US employers added 235,000 jobs in February, resulting in a one percent growth in employment in the oil and gas extraction sector, according to the latest report released by the US Bureau of Labor Statistics (BLS) last Friday.
Mining, which includes oil and gas drilling, added 7,700 jobs last month, the most in nearly three years. Energy companies have increased drilling in response to higher oil prices, reversing nearly two years of job losses.
In February, the overall US unemployment rate fell to a low of 4.7 percent from 4.8 percent, the report said. Hiring was strong enough to absorb new job seekers as well as some of the previously unemployed.
In the oil and gas extraction sector the BLS reported that employment increased by about one percent. A total of 178,700 people worked in the oil and gas industry in February, up from 176,900 in January. This is the highest employment in the sector since May last year.
Employment in the oil and gas industry peaked in October 2014, at an estimated 200,800. This was the highest level seen since the previous major industry downturn, in 1986. The industry downturn meant that employment decreased steadily until July 2016, when it flattened out at about 178,000. Employment has been mostly flat since then, with little significant change.
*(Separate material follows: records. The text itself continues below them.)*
//! Page repository
//!
//! Owns the pages field mapping (API field names to columns) and the public
//! routes affected by page mutations.

use crate::error::Result;
use crate::models::Page;
use crate::patch::Patch;
use crate::repository::{ColumnPatch, ColumnValue, EntityRepository, TableSpec};
use crate::revalidate::{notify_paths, Revalidator};
use crate::value::SqlValue;
use serde::Deserialize;
use sqlx::PgPool;
use std::sync::Arc;
use uuid::Uuid;

static PAGES: TableSpec = TableSpec {
    table: "pages",
    entity: "page",
    select_columns: "id, title, slug, content, published, created_at, updated_at",
    default_order: "created_at DESC",
};

/// Fields for a fresh page; optional fields take their column defaults
#[derive(Debug, Clone, Deserialize)]
pub struct NewPage {
    pub title: String,
    pub slug: String,
    pub content: String,
    #[serde(default)]
    pub published: Option<bool>,
}

/// Partial update for a page; absent fields stay untouched
#[derive(Debug, Clone, Default, Deserialize)]
pub struct PagePatch {
    #[serde(default)]
    pub title: Patch<String>,
    #[serde(default)]
    pub slug: Patch<String>,
    #[serde(default)]
    pub content: Patch<String>,
    #[serde(default)]
    pub published: Patch<bool>,
}

impl PagePatch {
    fn into_columns(self) -> Vec<ColumnPatch> {
        vec![
            ("title", self.title.map(SqlValue::from)),
            ("slug", self.slug.map(SqlValue::from)),
            ("content", self.content.map(SqlValue::from)),
            ("published", self.published.map(SqlValue::from)),
        ]
    }
}

/// Equality filters for listing pages
#[derive(Debug, Clone, Default)]
pub struct PageFilter {
    pub published: Option<bool>,
}

#[derive(Clone)]
pub struct PageRepository {
    inner: EntityRepository<Page>,
    revalidator: Arc<dyn Revalidator>,
}

impl PageRepository {
    pub fn new(pool: PgPool, revalidator: Arc<dyn Revalidator>) -> Self {
        Self {
            inner: EntityRepository::new(pool, &PAGES),
            revalidator,
        }
    }

    pub async fn create(&self, new: NewPage) -> Result<Page> {
        let mut columns: Vec<ColumnValue> = vec![
            ("title", new.title.into()),
            ("slug", new.slug.into()),
            ("content", new.content.into()),
        ];
        if let Some(published) = new.published {
            columns.push(("published", published.into()));
        }

        let page = self.inner.create(columns).await?;
        notify_paths(&self.revalidator, affected_routes(&page));
        Ok(page)
    }

    pub async fn get_by_id(&self, id: Uuid) -> Result<Option<Page>> {
        self.inner.get_by_id(id).await
    }

    pub async fn get_by_slug(&self, slug: &str) -> Result<Option<Page>> {
        self.inner.get_by_slug(slug).await
    }

    pub async fn list(&self, filter: PageFilter) -> Result<Vec<Page>> {
        let mut filters: Vec<ColumnValue> = Vec::new();
        if let Some(published) = filter.published {
            filters.push(("published", published.into()));
        }
        self.inner.list(filters).await
    }

    pub async fn update(&self, id: Uuid, patch: PagePatch) -> Result<Page> {
        // A slug change makes both the old and new route stale.
        let previous_slug = self
            .inner
            .get_by_id(id)
            .await?
            .map(|page| page.slug);

        let page = self.inner.update(id, patch.into_columns()).await?;

        let mut routes = affected_routes(&page);
        if let Some(previous) = previous_slug {
            if previous != page.slug {
                routes.push(format!("/{}", previous));
            }
        }
        notify_paths(&self.revalidator, routes);
        Ok(page)
    }

    pub async fn delete(&self, id: Uuid) -> Result<bool> {
        let existing = self.inner.get_by_id(id).await?;
        let removed = self.inner.delete(id).await?;
        if removed {
            if let Some(page) = existing {
                notify_paths(&self.revalidator, affected_routes(&page));
            }
        }
        Ok(removed)
    }
}

fn affected_routes(page: &Page) -> Vec<String> {
    vec!["/".to_string(), format!("/{}", page.slug)]
}

#[cfg(test)]
mod tests {
    use super::*;

    #[test]
    fn test_patch_maps_api_fields_to_columns() {
        let patch: PagePatch =
            serde_json::from_str(r#"{"title": "Terms", "published": true}"#).unwrap();
        let columns = patch.into_columns();

        assert_eq!(
            columns,
            vec![
                ("title", Patch::Value(SqlValue::Text("Terms".to_string()))),
                ("slug", Patch::Missing),
                ("content", Patch::Missing),
                ("published", Patch::Value(SqlValue::Bool(true))),
            ]
        );
    }

    #[test]
    fn test_new_page_published_defaults_to_column_default() {
        let new: NewPage =
            serde_json::from_str(r#"{"title": "Terms", "slug": "terms", "content": ""}"#).unwrap();
        assert_eq!(new.published, None);
    }

    #[test]
    fn test_affected_routes_cover_index_and_slug() {
        let page = Page {
            id: Uuid::new_v4(),
            title: "Terms".to_string(),
            slug: "terms".to_string(),
            content: String::new(),
            published: true,
            created_at: chrono::Utc::now(),
            updated_at: chrono::Utc::now(),
        };
        assert_eq!(affected_routes(&page), vec!["/", "/terms"]);
    }
}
While companies have begun to ramp up activity in the past few months as commodity prices improved, this has not yet translated to significantly improved employment numbers in the sector. This increased activity should become visible in employment data in the next few months. The Permian basin has seen especially large amounts of activity in recent months, as many companies buy in or ramp up operations.
Last month's hiring was boosted by 58,000 additional construction jobs, the most in nearly a decade and three times that sector's average in the previous three months. Unseasonably warm weather likely inflated that figure, economists said. Last month was the second-warmest February since 1895.
Friday's report was the first to cover a full month under President Donald Trump. During the presidential campaign, Trump had cast doubt on the validity of the government's jobs data, calling the unemployment rate a "hoax". But just minutes after Friday's report was released at 8:30 a.m. Eastern time, Trump retweeted a news report touting the job growth.